> **Problem to work on**
Below is a listing. Write out exactly its lines between the one holding "filename crates/sr-platform/src/repository/role.rs" and the one holding "pub async fn create(&self, name: &str) -> Result<Role>", inclusive.

> **Data for analysis**
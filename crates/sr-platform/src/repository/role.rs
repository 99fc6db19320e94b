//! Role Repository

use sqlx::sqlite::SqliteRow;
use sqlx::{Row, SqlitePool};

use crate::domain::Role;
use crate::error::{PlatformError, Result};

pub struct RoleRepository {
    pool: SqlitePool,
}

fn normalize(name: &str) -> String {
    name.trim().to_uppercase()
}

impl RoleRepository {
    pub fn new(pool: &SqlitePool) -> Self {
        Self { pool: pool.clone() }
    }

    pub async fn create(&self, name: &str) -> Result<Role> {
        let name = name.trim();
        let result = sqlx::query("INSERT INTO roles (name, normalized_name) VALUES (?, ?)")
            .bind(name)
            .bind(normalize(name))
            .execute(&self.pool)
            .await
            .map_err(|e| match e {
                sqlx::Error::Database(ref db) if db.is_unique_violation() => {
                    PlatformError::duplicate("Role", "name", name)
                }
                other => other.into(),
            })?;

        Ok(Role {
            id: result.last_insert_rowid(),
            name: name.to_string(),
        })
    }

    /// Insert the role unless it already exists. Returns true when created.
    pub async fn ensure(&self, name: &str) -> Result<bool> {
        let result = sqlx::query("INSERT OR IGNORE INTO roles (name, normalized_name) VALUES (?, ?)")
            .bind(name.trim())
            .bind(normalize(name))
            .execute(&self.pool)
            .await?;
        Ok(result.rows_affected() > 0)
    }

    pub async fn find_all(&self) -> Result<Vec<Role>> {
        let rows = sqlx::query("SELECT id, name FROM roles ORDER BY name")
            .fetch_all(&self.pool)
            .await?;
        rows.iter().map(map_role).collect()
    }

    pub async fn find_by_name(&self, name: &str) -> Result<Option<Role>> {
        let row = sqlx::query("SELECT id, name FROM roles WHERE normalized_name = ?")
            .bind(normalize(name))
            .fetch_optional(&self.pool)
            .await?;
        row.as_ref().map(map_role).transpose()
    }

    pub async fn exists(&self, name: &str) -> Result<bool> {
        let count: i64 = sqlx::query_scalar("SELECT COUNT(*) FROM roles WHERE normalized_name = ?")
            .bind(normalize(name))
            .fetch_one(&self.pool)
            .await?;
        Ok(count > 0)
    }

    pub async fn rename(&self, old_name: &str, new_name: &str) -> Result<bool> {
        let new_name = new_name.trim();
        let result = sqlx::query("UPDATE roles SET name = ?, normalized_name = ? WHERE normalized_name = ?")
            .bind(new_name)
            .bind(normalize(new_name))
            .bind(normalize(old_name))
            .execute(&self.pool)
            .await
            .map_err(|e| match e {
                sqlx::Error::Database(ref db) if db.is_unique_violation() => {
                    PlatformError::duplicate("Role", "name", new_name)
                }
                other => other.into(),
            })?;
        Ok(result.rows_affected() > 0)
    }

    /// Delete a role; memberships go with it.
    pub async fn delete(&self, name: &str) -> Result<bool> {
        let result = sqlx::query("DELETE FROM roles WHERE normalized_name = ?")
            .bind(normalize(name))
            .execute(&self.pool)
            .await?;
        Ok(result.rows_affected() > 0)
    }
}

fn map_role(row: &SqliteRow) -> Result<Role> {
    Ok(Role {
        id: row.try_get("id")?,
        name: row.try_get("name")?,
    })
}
...
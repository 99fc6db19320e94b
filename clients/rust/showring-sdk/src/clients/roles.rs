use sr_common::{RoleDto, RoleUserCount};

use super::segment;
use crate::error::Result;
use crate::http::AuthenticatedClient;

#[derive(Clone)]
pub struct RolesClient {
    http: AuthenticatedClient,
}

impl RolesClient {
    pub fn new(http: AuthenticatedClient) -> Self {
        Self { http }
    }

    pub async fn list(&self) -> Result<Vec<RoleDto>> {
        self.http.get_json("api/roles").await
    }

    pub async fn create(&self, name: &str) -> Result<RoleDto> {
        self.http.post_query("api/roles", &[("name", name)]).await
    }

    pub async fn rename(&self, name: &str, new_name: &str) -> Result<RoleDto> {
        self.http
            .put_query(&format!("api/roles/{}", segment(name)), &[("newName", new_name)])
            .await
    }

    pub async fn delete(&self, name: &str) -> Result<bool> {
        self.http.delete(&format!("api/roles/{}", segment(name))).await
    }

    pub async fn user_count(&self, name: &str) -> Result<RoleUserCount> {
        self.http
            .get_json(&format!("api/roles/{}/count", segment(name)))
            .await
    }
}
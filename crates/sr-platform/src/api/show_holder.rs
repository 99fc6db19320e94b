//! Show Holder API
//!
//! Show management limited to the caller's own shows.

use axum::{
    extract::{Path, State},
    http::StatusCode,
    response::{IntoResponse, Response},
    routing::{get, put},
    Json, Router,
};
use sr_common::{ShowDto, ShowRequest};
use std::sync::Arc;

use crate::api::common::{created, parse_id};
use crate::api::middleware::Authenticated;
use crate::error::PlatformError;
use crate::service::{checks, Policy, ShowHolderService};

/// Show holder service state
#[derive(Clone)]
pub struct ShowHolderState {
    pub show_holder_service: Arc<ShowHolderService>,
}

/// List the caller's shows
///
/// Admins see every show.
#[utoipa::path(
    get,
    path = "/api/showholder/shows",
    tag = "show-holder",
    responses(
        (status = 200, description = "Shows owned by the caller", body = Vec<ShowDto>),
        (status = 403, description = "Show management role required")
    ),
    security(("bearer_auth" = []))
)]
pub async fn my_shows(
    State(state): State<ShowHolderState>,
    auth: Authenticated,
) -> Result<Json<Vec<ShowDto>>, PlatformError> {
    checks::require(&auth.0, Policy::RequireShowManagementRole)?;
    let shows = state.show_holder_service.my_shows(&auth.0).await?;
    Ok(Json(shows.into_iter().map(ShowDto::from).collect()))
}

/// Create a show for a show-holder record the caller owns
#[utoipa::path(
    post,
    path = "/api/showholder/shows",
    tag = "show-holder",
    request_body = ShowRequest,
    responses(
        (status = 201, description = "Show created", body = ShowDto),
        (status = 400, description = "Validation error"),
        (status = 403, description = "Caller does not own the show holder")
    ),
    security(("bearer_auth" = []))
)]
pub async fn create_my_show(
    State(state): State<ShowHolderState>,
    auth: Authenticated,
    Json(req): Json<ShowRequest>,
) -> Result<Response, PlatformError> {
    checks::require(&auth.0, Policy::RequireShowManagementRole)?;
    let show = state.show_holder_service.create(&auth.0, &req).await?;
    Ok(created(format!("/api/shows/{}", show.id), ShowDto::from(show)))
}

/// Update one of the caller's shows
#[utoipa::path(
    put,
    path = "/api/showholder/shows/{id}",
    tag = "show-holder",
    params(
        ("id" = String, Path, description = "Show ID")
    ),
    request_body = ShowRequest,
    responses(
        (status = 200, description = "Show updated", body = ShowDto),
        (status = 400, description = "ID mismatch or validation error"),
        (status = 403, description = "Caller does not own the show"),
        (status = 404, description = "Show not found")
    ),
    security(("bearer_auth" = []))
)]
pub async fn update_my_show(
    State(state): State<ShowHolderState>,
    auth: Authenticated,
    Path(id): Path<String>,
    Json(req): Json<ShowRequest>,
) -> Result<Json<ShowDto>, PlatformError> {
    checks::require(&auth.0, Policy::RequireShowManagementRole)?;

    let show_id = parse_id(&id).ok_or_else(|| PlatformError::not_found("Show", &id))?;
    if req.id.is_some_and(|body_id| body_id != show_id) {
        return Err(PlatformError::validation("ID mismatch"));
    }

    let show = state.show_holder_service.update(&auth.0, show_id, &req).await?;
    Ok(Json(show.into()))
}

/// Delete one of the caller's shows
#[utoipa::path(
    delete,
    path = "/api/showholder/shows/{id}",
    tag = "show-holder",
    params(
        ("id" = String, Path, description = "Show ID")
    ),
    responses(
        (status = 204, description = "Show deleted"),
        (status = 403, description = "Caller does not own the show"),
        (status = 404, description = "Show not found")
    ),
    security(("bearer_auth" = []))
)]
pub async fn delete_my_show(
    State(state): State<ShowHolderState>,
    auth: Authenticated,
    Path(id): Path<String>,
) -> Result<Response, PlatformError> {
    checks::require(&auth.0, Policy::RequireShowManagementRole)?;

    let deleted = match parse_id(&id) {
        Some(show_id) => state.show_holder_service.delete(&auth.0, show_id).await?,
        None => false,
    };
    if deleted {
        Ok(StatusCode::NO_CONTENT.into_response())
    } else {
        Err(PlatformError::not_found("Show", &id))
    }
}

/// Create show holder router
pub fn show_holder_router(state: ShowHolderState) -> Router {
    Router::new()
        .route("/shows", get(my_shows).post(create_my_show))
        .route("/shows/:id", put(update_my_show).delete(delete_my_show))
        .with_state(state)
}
...
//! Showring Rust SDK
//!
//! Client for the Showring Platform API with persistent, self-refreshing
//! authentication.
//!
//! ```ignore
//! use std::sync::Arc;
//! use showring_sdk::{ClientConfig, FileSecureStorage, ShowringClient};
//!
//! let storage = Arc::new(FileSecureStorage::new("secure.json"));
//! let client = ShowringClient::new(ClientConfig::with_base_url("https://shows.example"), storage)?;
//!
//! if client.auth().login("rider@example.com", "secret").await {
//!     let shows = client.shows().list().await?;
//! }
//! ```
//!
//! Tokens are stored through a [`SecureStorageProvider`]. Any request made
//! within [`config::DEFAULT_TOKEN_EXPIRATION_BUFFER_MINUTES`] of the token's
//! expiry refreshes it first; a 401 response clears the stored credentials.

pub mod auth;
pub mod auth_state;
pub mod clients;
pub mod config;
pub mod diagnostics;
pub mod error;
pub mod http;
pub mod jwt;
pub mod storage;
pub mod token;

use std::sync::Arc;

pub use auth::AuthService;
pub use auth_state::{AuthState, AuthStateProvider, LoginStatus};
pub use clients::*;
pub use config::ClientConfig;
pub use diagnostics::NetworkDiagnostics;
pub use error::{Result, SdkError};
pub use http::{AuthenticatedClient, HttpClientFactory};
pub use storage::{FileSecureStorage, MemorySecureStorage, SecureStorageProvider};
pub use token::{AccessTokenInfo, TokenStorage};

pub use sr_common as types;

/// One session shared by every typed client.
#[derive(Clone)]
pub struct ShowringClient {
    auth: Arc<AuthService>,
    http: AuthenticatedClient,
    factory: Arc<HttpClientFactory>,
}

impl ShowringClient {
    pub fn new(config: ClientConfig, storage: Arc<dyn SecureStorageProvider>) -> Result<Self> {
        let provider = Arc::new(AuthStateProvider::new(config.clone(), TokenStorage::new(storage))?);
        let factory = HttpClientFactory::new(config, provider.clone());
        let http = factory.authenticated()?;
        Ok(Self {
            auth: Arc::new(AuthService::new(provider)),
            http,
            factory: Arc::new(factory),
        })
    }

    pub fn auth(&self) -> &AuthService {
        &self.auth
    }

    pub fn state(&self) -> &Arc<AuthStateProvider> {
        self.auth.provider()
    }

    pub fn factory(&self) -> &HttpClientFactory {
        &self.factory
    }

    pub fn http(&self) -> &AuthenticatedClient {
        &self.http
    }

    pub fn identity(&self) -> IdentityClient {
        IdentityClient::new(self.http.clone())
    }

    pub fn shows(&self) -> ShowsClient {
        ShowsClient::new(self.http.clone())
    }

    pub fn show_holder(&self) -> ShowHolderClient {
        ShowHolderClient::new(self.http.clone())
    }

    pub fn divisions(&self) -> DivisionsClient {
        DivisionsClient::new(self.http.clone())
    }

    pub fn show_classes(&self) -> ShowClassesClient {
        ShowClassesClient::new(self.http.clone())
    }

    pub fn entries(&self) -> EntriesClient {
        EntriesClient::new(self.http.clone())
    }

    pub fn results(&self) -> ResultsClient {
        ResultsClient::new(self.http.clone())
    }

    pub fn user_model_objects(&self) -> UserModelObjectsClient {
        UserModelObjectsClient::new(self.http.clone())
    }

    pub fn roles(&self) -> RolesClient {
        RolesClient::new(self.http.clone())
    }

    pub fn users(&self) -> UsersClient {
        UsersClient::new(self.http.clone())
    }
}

> **Response box**
filename crates/sr-platform/src/repository/role.rs
repository 99fc6db19320e94b
//! Role Repository

use sqlx::sqlite::SqliteRow;
use sqlx::{Row, SqlitePool};

use crate::domain::Role;
use crate::error::{PlatformError, Result};

pub struct RoleRepository {
    pool: SqlitePool,
}

fn normalize(name: &str) -> String {
    name.trim().to_uppercase()
}

impl RoleRepository {
    pub fn new(pool: &SqlitePool) -> Self {
        Self { pool: pool.clone() }
    }

    pub async fn create(&self, name: &str) -> Result<Role> {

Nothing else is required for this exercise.